Report back each line of the records that contains the string "nesting".

### EXERCISE INPUT:
::::

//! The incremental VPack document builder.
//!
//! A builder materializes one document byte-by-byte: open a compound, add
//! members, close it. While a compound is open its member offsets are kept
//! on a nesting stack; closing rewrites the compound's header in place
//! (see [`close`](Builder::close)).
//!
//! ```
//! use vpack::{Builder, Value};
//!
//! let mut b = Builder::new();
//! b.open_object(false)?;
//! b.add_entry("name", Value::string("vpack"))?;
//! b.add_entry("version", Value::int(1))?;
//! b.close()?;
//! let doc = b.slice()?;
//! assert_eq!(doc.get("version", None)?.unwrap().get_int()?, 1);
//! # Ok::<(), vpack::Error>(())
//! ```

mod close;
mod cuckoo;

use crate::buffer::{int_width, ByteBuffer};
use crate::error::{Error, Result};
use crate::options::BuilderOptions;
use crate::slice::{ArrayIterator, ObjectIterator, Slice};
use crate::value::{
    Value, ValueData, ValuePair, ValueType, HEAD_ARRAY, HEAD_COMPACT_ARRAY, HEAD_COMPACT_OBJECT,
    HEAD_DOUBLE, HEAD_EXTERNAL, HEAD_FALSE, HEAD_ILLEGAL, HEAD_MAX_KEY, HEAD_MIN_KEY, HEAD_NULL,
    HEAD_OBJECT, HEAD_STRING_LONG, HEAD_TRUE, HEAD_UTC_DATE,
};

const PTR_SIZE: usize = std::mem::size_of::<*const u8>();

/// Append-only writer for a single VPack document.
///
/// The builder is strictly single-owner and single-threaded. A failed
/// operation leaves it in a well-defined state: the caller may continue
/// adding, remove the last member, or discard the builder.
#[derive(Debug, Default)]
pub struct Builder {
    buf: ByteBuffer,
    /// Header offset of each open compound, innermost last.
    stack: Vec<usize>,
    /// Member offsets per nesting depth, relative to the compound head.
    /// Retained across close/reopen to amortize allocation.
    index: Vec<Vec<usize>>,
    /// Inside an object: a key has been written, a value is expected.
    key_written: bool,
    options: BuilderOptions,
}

::::

### EXERCISE OUTPUT:
//! on a nesting stack; closing rewrites the compound's header in place
    /// Member offsets per nesting depth, relative to the compound head.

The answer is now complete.